(Beginning of Data to examine)

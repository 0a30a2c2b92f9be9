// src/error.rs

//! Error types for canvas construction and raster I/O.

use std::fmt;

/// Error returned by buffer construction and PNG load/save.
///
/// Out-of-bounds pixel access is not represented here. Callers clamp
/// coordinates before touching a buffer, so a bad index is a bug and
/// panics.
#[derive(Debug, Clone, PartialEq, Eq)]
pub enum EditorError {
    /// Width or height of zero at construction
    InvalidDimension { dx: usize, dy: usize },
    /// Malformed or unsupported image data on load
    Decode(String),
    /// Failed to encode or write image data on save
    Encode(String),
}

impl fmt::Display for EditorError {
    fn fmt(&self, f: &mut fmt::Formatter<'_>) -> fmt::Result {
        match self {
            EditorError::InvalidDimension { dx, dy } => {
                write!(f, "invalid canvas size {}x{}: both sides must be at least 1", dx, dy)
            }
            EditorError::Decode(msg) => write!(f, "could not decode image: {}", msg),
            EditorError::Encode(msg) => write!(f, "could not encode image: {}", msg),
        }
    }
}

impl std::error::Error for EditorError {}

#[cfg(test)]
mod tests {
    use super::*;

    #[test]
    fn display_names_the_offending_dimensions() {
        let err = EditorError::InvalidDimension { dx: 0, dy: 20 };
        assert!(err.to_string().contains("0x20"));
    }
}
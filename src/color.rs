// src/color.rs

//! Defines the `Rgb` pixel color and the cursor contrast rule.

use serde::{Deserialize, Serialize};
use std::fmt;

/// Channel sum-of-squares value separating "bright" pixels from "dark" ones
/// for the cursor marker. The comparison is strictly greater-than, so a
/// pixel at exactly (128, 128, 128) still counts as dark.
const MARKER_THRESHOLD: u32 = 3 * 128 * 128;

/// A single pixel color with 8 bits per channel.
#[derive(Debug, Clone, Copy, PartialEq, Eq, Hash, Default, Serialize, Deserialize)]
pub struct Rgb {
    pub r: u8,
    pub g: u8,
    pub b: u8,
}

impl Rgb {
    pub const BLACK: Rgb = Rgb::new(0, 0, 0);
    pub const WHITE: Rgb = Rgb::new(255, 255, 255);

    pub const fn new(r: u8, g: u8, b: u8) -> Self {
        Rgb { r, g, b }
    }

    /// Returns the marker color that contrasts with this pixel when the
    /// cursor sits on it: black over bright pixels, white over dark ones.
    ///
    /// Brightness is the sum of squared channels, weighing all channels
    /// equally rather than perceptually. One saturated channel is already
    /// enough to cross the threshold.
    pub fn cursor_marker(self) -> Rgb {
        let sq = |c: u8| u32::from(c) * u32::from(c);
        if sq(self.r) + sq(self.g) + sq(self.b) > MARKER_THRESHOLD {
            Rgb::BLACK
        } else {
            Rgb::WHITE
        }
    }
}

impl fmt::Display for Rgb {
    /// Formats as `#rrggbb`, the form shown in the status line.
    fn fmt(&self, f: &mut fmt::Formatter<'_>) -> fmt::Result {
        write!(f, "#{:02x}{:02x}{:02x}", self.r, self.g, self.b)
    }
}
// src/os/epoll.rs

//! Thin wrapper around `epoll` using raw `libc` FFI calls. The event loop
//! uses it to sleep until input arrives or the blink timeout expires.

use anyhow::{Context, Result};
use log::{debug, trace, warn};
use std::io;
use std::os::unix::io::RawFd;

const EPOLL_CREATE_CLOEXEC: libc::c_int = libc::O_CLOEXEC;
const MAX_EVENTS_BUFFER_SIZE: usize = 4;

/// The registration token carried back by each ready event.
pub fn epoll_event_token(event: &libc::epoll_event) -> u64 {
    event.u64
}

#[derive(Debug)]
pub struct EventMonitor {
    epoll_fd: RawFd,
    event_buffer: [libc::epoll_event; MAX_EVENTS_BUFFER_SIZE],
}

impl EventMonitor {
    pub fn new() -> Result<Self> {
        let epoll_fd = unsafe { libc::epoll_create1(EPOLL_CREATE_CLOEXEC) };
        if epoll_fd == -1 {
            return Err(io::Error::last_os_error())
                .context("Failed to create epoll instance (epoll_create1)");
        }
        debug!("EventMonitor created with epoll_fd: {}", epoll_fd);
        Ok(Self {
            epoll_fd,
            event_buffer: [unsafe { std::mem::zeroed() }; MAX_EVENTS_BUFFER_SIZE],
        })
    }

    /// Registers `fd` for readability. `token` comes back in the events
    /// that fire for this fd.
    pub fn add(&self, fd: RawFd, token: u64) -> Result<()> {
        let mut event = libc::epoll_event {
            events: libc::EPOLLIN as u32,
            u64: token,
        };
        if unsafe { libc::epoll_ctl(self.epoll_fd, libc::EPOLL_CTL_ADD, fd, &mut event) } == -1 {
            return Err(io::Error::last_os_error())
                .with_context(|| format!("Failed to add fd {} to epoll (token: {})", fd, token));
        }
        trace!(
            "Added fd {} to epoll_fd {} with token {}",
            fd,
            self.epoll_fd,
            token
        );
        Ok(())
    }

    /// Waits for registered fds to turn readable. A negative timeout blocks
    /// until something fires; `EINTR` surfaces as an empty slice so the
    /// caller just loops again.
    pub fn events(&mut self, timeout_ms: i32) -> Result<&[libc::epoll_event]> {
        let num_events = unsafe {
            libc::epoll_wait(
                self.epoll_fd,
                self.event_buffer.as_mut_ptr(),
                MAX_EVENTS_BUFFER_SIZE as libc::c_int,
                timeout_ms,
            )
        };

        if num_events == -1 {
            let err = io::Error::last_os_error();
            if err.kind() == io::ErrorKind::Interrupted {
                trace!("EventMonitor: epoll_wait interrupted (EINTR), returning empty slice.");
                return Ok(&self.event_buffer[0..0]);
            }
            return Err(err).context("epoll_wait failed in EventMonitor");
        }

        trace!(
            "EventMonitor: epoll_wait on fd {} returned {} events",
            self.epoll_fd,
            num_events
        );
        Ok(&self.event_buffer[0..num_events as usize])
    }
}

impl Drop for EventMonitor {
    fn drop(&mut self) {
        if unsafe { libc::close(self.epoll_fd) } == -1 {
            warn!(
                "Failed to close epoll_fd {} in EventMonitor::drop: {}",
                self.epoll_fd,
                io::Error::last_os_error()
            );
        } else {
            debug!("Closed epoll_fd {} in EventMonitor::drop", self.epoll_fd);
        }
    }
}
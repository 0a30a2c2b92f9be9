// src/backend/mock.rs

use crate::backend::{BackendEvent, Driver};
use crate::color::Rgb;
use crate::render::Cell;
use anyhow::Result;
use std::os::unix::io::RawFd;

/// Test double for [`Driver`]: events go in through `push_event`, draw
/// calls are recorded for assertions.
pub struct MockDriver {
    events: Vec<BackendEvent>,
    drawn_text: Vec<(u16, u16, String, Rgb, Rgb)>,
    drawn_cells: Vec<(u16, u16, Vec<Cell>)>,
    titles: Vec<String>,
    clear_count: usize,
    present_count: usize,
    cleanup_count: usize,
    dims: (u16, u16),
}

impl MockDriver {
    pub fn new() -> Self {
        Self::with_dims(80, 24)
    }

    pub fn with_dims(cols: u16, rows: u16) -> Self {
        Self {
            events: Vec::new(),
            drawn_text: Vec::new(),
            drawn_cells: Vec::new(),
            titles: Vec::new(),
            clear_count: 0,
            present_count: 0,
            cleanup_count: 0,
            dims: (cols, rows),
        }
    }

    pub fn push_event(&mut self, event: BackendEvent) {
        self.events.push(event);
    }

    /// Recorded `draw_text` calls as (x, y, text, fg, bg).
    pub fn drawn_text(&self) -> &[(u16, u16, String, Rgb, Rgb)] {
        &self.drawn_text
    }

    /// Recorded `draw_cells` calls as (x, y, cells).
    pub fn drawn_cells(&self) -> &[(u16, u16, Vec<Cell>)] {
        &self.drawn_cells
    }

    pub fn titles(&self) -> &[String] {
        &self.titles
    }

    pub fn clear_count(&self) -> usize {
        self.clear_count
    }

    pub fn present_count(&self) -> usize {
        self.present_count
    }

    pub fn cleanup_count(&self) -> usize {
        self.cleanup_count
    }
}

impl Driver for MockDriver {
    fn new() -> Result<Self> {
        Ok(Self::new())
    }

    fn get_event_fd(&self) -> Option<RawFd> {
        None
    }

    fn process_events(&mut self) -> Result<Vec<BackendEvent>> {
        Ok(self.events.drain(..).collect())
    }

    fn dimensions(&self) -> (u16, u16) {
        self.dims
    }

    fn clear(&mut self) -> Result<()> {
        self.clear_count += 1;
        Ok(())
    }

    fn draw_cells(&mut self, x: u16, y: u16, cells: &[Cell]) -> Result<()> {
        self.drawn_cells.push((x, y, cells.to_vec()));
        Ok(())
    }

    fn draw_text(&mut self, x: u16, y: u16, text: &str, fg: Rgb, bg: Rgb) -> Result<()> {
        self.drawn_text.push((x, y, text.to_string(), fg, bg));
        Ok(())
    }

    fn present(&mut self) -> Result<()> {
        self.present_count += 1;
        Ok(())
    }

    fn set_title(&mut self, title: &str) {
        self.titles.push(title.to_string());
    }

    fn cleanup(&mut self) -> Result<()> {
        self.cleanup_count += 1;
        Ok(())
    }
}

(End of Data to examine)

Please output only the lines from the first line of the entries through the line with "pub const WHITE: Rgb", both included, exactly as written.

Solution for this problem =>
repository 0a30a2c2b92f9be9
// src/error.rs

//! Error types for canvas construction and raster I/O.

use std::fmt;

/// Error returned by buffer construction and PNG load/save.
///
/// Out-of-bounds pixel access is not represented here. Callers clamp
/// coordinates before touching a buffer, so a bad index is a bug and
/// panics.
#[derive(Debug, Clone, PartialEq, Eq)]
pub enum EditorError {
    /// Width or height of zero at construction
    InvalidDimension { dx: usize, dy: usize },
    /// Malformed or unsupported image data on load
    Decode(String),
    /// Failed to encode or write image data on save
    Encode(String),
}

impl fmt::Display for EditorError {
    fn fmt(&self, f: &mut fmt::Formatter<'_>) -> fmt::Result {
        match self {
            EditorError::InvalidDimension { dx, dy } => {
                write!(f, "invalid canvas size {}x{}: both sides must be at least 1", dx, dy)
            }
            EditorError::Decode(msg) => write!(f, "could not decode image: {}", msg),
            EditorError::Encode(msg) => write!(f, "could not encode image: {}", msg),
        }
    }
}

impl std::error::Error for EditorError {}

#[cfg(test)]
mod tests {
    use super::*;

    #[test]
    fn display_names_the_offending_dimensions() {
        let err = EditorError::InvalidDimension { dx: 0, dy: 20 };
        assert!(err.to_string().contains("0x20"));
    }
}
filename src/color.rs
// src/color.rs

//! Defines the `Rgb` pixel color and the cursor contrast rule.

use serde::{Deserialize, Serialize};
use std::fmt;

/// Channel sum-of-squares value separating "bright" pixels from "dark" ones
/// for the cursor marker. The comparison is strictly greater-than, so a
/// pixel at exactly (128, 128, 128) still counts as dark.
const MARKER_THRESHOLD: u32 = 3 * 128 * 128;

/// A single pixel color with 8 bits per channel.
#[derive(Debug, Clone, Copy, PartialEq, Eq, Hash, Default, Serialize, Deserialize)]
pub struct Rgb {
    pub r: u8,
    pub g: u8,
    pub b: u8,
}

impl Rgb {
    pub const BLACK: Rgb = Rgb::new(0, 0, 0);
    pub const WHITE: Rgb = Rgb::new(255, 255, 255);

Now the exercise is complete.